Dextransucrase hyper-producing Leuconostoc mesenteroides B-512FMCM and dextransucrase constitutive mutants B-742CB and B-1355C catalyzed the transfer of glucose from sucrose to other carbohydrates which were present or were added to the reaction digests. When the acceptor was a maltose, gentiobiose, lactose or raffinose, there was produced a series of oligosaccharide acceptor products or single product based on the kinds of enzymes and reaction conditions. To obtain the quantitative information about the yield and the distribution of acceptor products and dextran two experimental parameters were studied: a) the ratio of acceptor to sucrose and b) the amount of enzyme at constant carbohydrate concentration (100 mM). As the amount of enzyme increased, the synthesis of acceptor products (of maltose or gentiobiose) increased, and the formation of dextran decreased. As the ratio of acceptor to sucrose increased, the amount of dextran and the number of acceptor-products decreased and the amount of acceptor-products increased.
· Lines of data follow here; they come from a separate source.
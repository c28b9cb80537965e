//! Seen-volume ledger
//!
//! Persisted, TTL-scoped record of volumes already processed, so a pass
//! started by the scheduler shortly after the previous one does not pick the
//! same card up again. The ledger is advisory: losing the file only means
//! volumes are processed once more.
//!
//! On-disk format is a JSON document `{"items": [{"text": .., "time": ..}]}`
//! with `time` in Unix seconds.

use std::path::{Path, PathBuf};
use std::time::Duration;

use chrono::Utc;
use serde::{Deserialize, Serialize};
use tracing::{debug, warn};

use crate::error::Result;

/// Tolerated clock skew for entries stamped ahead of the current time
pub const FUTURE_SKEW_SECS: i64 = 300;

/// One processed volume
#[derive(Debug, Clone, PartialEq, Eq, Serialize, Deserialize)]
pub struct SeenEntry {
    /// Dedupe key (volume label or stable identifier)
    #[serde(rename = "text")]
    pub key: String,
    /// Unix timestamp of first processing
    pub time: i64,
}

#[derive(Debug, Default, Serialize, Deserialize)]
struct LedgerFile {
    #[serde(default)]
    items: Vec<SeenEntry>,
}

/// Persisted TTL set of processed volume keys
#[derive(Debug)]
pub struct SeenVolumeLedger {
    path: PathBuf,
    ttl_secs: i64,
    entries: Vec<SeenEntry>,
}

impl SeenVolumeLedger {
    /// Load the ledger from `path`, pruning expired entries
    ///
    /// A missing or malformed file yields an empty ledger.
    pub fn open(path: impl Into<PathBuf>, ttl: Duration) -> Self {
        Self::open_at(path, ttl, now_secs())
    }

    pub fn open_at(path: impl Into<PathBuf>, ttl: Duration, now: i64) -> Self {
        let path = path.into();
        let entries = match load_entries(&path) {
            Ok(entries) => entries,
            Err(e) => {
                warn!("Ledger {} unreadable, starting empty: {}", path.display(), e);
                Vec::new()
            }
        };

        let mut ledger = Self {
            path,
            ttl_secs: i64::try_from(ttl.as_secs()).unwrap_or(i64::MAX),
            entries,
        };
        ledger.prune_at(now);
        debug!(
            "Ledger {} loaded with {} live entries",
            ledger.path.display(),
            ledger.entries.len()
        );
        ledger
    }

    /// True if a live entry exists for `key`
    pub fn contains(&self, key: &str) -> bool {
        self.contains_at(key, now_secs())
    }

    pub fn contains_at(&self, key: &str, now: i64) -> bool {
        self.entries
            .iter()
            .any(|entry| entry.key == key && !self.is_expired(entry, now))
    }

    /// Record `key` as processed now
    ///
    /// Does not deduplicate: callers check [`contains`](Self::contains)
    /// first, a second call adds a second entry for the same key.
    pub fn remember(&mut self, key: &str) {
        self.remember_at(key, now_secs());
    }

    pub fn remember_at(&mut self, key: &str, now: i64) {
        self.entries.push(SeenEntry {
            key: key.to_string(),
            time: now,
        });
    }

    /// Prune expired entries and write the ledger to its backing file
    pub fn flush(&mut self) -> Result<()> {
        self.flush_at(now_secs())
    }

    pub fn flush_at(&mut self, now: i64) -> Result<()> {
        self.prune_at(now);

        if let Some(parent) = self.path.parent() {
            if !parent.as_os_str().is_empty() {
                std::fs::create_dir_all(parent)?;
            }
        }

        let file = LedgerFile {
            items: self.entries.clone(),
        };
        let json = serde_json::to_string(&file)?;

        // Write-then-rename so a crash never leaves a truncated ledger
        let tmp = self.path.with_extension("tmp");
        std::fs::write(&tmp, json)?;
        std::fs::rename(&tmp, &self.path)?;
        Ok(())
    }

    /// Drop expired entries
    pub fn prune_at(&mut self, now: i64) {
        let ttl = self.ttl_secs;
        self.entries.retain(|entry| !entry_expired(entry, now, ttl));
    }

    pub fn entries(&self) -> &[SeenEntry] {
        &self.entries
    }

    pub fn len(&self) -> usize {
        self.entries.len()
    }

    pub fn is_empty(&self) -> bool {
        self.entries.is_empty()
    }

    pub fn path(&self) -> &Path {
        &self.path
    }

    fn is_expired(&self, entry: &SeenEntry, now: i64) -> bool {
        entry_expired(entry, now, self.ttl_secs)
    }
}

/// Older than the TTL, or stamped further in the future than the clock skew
/// allows (clock stepped back, foreign time units)
fn entry_expired(entry: &SeenEntry, now: i64, ttl_secs: i64) -> bool {
    entry.time > now.saturating_add(FUTURE_SKEW_SECS)
        || now.saturating_sub(entry.time) > ttl_secs
}

fn load_entries(path: &Path) -> Result<Vec<SeenEntry>> {
    if !path.exists() {
        return Ok(Vec::new());
    }
    let text = std::fs::read_to_string(path)?;
    // `null` and `{}` are both accepted as empty
    let file: Option<LedgerFile> = serde_json::from_str(&text)?;
    Ok(file.map(|f| f.items).unwrap_or_default())
}

fn now_secs() -> i64 {
    Utc::now().timestamp()
}

#[cfg(test)]
mod tests {
    use super::*;
    use tempfile::tempdir;

    const TTL: Duration = Duration::from_secs(60);

    #[test]
    fn test_ttl_window() {
        let dir = tempdir().unwrap();
        let mut ledger = SeenVolumeLedger::open_at(dir.path().join("seen.json"), TTL, 0);

        ledger.remember_at("CAM001", 0);

        assert!(ledger.contains_at("CAM001", 30));
        assert!(ledger.contains_at("CAM001", 60));
        assert!(!ledger.contains_at("CAM001", 61));

        ledger.prune_at(61);
        assert!(ledger.is_empty());
        assert!(!ledger.contains_at("CAM001", 61));
    }

    #[test]
    fn test_unknown_key() {
        let dir = tempdir().unwrap();
        let mut ledger = SeenVolumeLedger::open_at(dir.path().join("seen.json"), TTL, 0);
        ledger.remember_at("CAM001", 0);
        assert!(!ledger.contains_at("CAM002", 1));
    }

    #[test]
    fn test_persists_across_instances() {
        let dir = tempdir().unwrap();
        let path = dir.path().join("seen.json");

        let mut ledger = SeenVolumeLedger::open_at(&path, TTL, 100);
        ledger.remember_at("CAM001", 100);
        ledger.flush_at(100).unwrap();

        let reopened = SeenVolumeLedger::open_at(&path, TTL, 130);
        assert!(reopened.contains_at("CAM001", 130));

        // Expired entries are pruned on load
        let later = SeenVolumeLedger::open_at(&path, TTL, 200);
        assert!(later.is_empty());
    }

    #[test]
    fn test_flush_prunes_and_is_idempotent() {
        let dir = tempdir().unwrap();
        let path = dir.path().join("seen.json");

        let mut ledger = SeenVolumeLedger::open_at(&path, TTL, 0);
        ledger.remember_at("OLD", 0);
        ledger.remember_at("NEW", 50);

        ledger.flush_at(100).unwrap();
        let first = std::fs::read_to_string(&path).unwrap();
        ledger.flush_at(100).unwrap();
        let second = std::fs::read_to_string(&path).unwrap();

        assert_eq!(first, second);
        assert_eq!(ledger.len(), 1);
        assert_eq!(ledger.entries()[0].key, "NEW");
    }

    #[test]
    fn test_duplicate_remember_adds_second_entry() {
        let dir = tempdir().unwrap();
        let mut ledger = SeenVolumeLedger::open_at(dir.path().join("seen.json"), TTL, 0);
        ledger.remember_at("CAM001", 0);
        ledger.remember_at("CAM001", 1);
        assert_eq!(ledger.len(), 2);
    }

    #[test]
    fn test_malformed_file_is_empty_ledger() {
        let dir = tempdir().unwrap();
        let path = dir.path().join("seen.json");
        std::fs::write(&path, "{{{ garbage").unwrap();

        let mut ledger = SeenVolumeLedger::open_at(&path, TTL, 0);
        assert!(ledger.is_empty());

        // And the next flush repairs it
        ledger.remember_at("CAM001", 0);
        ledger.flush_at(0).unwrap();
        let reopened = SeenVolumeLedger::open_at(&path, TTL, 1);
        assert!(reopened.contains_at("CAM001", 1));
    }

    #[test]
    fn test_null_and_empty_documents() {
        let dir = tempdir().unwrap();
        let path = dir.path().join("seen.json");

        std::fs::write(&path, "null").unwrap();
        assert!(SeenVolumeLedger::open_at(&path, TTL, 0).is_empty());

        std::fs::write(&path, "{}").unwrap();
        assert!(SeenVolumeLedger::open_at(&path, TTL, 0).is_empty());
    }

    #[test]
    fn test_legacy_format_is_readable() {
        let dir = tempdir().unwrap();
        let path = dir.path().join("seen.json");
        std::fs::write(&path, r#"{"items":[{"text":"NONAME","time":1000}]}"#).unwrap();

        let ledger = SeenVolumeLedger::open_at(&path, TTL, 1010);
        assert!(ledger.contains_at("NONAME", 1010));
    }

    #[test]
    fn test_future_dated_entry_is_dropped_on_load() {
        let dir = tempdir().unwrap();
        let path = dir.path().join("seen.json");
        // FILETIME ticks from an older ledger writer
        std::fs::write(
            &path,
            r#"{"items":[{"text":"NONAME","time":133500000000000000}]}"#,
        )
        .unwrap();

        let now = 1_700_000_000;
        let mut ledger = SeenVolumeLedger::open_at(&path, TTL, now);
        assert!(ledger.is_empty());
        assert!(!ledger.contains_at("NONAME", now));

        ledger.flush_at(now).unwrap();
        let reopened = SeenVolumeLedger::open_at(&path, TTL, now + 10 * 365 * 86_400);
        assert!(!reopened.contains_at("NONAME", now + 10 * 365 * 86_400));
    }

    #[test]
    fn test_clock_step_back() {
        let dir = tempdir().unwrap();
        let mut ledger = SeenVolumeLedger::open_at(dir.path().join("seen.json"), TTL, 0);
        ledger.remember_at("CAM001", 10_000);

        // Small skew is tolerated
        assert!(ledger.contains_at("CAM001", 10_000 - FUTURE_SKEW_SECS));
        // Anything further ahead no longer blocks the card
        assert!(!ledger.contains_at("CAM001", 10_000 - FUTURE_SKEW_SECS - 1));
        ledger.prune_at(1_000);
        assert!(ledger.is_empty());
    }
}
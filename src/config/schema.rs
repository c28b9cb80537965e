use serde::{Deserialize, Serialize};
use std::path::PathBuf;
use std::time::Duration;

/// Main application configuration
///
/// Read once at startup from the JSON file given on the command line.
/// The legacy `authUrl`/`dbUrl` spellings are accepted as aliases.
#[derive(Debug, Clone, Serialize, Deserialize)]
#[serde(default)]
pub struct AppConfig {
    /// Remote service endpoints and credentials
    #[serde(flatten)]
    pub remote: RemoteConfig,
    /// Seen-volume ledger settings
    pub ledger: LedgerConfig,
    /// Volume discovery and device control settings
    pub volume: VolumeConfig,
    /// Expected on-card layout
    pub layout: LayoutConfig,
}

impl Default for AppConfig {
    fn default() -> Self {
        Self {
            remote: RemoteConfig::default(),
            ledger: LedgerConfig::default(),
            volume: VolumeConfig::default(),
            layout: LayoutConfig::default(),
        }
    }
}

/// Remote config/upload service settings
#[derive(Debug, Clone, Serialize, Deserialize)]
#[serde(default)]
pub struct RemoteConfig {
    /// Authentication service base URL
    #[serde(alias = "authUrl")]
    pub auth_url: String,
    /// Database service base URL (device config + uploads)
    #[serde(alias = "dbUrl")]
    pub db_url: String,
    pub username: String,
    pub password: String,
    /// Per-request timeout in seconds
    pub request_timeout_secs: u64,
}

impl Default for RemoteConfig {
    fn default() -> Self {
        Self {
            auth_url: String::new(),
            db_url: String::new(),
            username: String::new(),
            password: String::new(),
            request_timeout_secs: 300,
        }
    }
}

impl RemoteConfig {
    pub fn request_timeout(&self) -> Duration {
        Duration::from_secs(self.request_timeout_secs)
    }
}

/// Seen-volume ledger settings
#[derive(Debug, Clone, Serialize, Deserialize)]
#[serde(default)]
pub struct LedgerConfig {
    /// Backing file for the ledger
    pub path: PathBuf,
    /// Cool-down window in seconds
    pub ttl_secs: u64,
}

impl Default for LedgerConfig {
    fn default() -> Self {
        Self {
            path: PathBuf::from("idTimeout.json"),
            ttl_secs: 60,
        }
    }
}

/// Volume discovery and device control settings
#[derive(Debug, Clone, Serialize, Deserialize)]
#[serde(default)]
pub struct VolumeConfig {
    /// Parent directory of private mount points
    pub work_dir: PathBuf,
    /// Only consider volumes on removable media
    pub removable_only: bool,
    /// Filesystem types tried in order when udev does not report one
    pub mount_fs_types: Vec<String>,
    /// Exclusive lock attempts before giving up
    pub lock_max_attempts: u32,
    /// Delay between lock attempts in milliseconds
    pub lock_retry_delay_ms: u64,
}

impl Default for VolumeConfig {
    fn default() -> Self {
        Self {
            work_dir: PathBuf::from("."),
            removable_only: true,
            mount_fs_types: vec!["vfat".to_string(), "exfat".to_string(), "ntfs3".to_string()],
            lock_max_attempts: 30,
            lock_retry_delay_ms: 1000,
        }
    }
}

impl VolumeConfig {
    pub fn lock_retry_delay(&self) -> Duration {
        Duration::from_millis(self.lock_retry_delay_ms)
    }
}

/// Expected on-card layout, relative to the volume root
#[derive(Debug, Clone, Serialize, Deserialize)]
#[serde(default)]
pub struct LayoutConfig {
    /// Device settings file
    pub settings_path: PathBuf,
    /// Media directory holding one subdirectory per recording session
    pub media_dir: PathBuf,
}

impl Default for LayoutConfig {
    fn default() -> Self {
        Self {
            settings_path: PathBuf::from("MISC/settings.json"),
            media_dir: PathBuf::from("DCIM"),
        }
    }
}
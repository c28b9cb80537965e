//! Remote services consumed by the ingest pipeline
//!
//! The pipeline only depends on the two traits here. [`http`] provides the
//! reqwest-backed implementations used by the binary.

pub mod http;
pub mod types;

use async_trait::async_trait;
use std::path::Path;

use crate::error::Result;

pub use http::{HttpDeviceConfigService, HttpMediaUploadService};
pub use types::{RemoteDeviceConfig, UploadHeader, UploadReceipt};

/// Device configuration authority
#[async_trait]
pub trait DeviceConfigService: Send + Sync {
    /// Fetch the authoritative configuration for `device_serial`, sending the
    /// card's current settings text along
    async fn fetch_device_config(
        &self,
        device_serial: &str,
        current_config: &str,
    ) -> Result<RemoteDeviceConfig>;
}

/// Recording upload endpoint
#[async_trait]
pub trait MediaUploadService: Send + Sync {
    /// Upload one file; transport failures surface as `Err`, rejections as a
    /// receipt with `success == false`
    async fn upload_file(&self, header: &UploadHeader, file: &Path) -> Result<UploadReceipt>;
}
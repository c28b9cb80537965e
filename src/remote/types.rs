//! Remote service payloads

use serde::{Deserialize, Serialize};

/// Configuration returned by the device-config service
#[derive(Debug, Clone, PartialEq, Eq)]
pub struct RemoteDeviceConfig {
    /// User the device is currently assigned to
    pub user_id: String,
    /// Authoritative settings document, as text
    pub config_text: String,
}

/// Request body for `POST {db_url}/device-config`
#[derive(Debug, Clone, Serialize)]
pub struct DeviceConfigRequest<'a> {
    pub deviceid: &'a str,
    pub current_config_data: &'a str,
}

/// Response body of the device-config service
///
/// The outer document's `config_data` is itself a JSON document of the same
/// shape; the inner one carries the effective values.
#[derive(Debug, Clone, Deserialize)]
pub struct DeviceConfigResponse {
    #[serde(default)]
    pub userid: Option<String>,
    #[serde(default)]
    pub config_data: Option<String>,
}

/// Per-file upload metadata, built immediately before each upload
#[derive(Debug, Clone, PartialEq, Eq, Serialize, Deserialize)]
pub struct UploadHeader {
    /// `YYYY-MM-DD`
    pub datestr: String,
    /// `HHMMSS`
    pub timestr: String,
    /// Device serial number
    pub devicestr: String,
    /// User id reported by the device-config service
    pub userstr: String,
    /// Lower-cased file extension
    pub datatype: String,
    /// File length in bytes
    pub datasize: u64,
}

/// Upload service answer
#[derive(Debug, Clone, Default, PartialEq, Eq, Serialize, Deserialize)]
pub struct UploadReceipt {
    pub success: bool,
    /// Identifier assigned to the stored recording
    #[serde(default, alias = "security_id")]
    pub assigned_id: String,
}

impl UploadReceipt {
    /// Only a successful answer carrying an identifier confirms storage
    pub fn is_confirmed(&self) -> bool {
        self.success && !self.assigned_id.is_empty()
    }
}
When maltose or gentiobiose was an acceptor, the glucose from sucrose was transferred to the C-6 hydroxyl group of the nonreducing-end glucose residue of accepters to give a homologous series of isomaltosyl dextrins. In case of lactose or raffinose, there was produced only one acceptor product from B-512FMCM dextransucrase reaction. In the lactose acceptor reaction, the glucose from sucrose was transferred to the C-2 hydroxyl of the reducing end glucose residue of lactose. To get a series of oligosaccharides from lactose or raffinose acceptor reaction we used B-742CB dextransucrase or B-1355C alternansucrase with 500 mM sucrose in reaction digest.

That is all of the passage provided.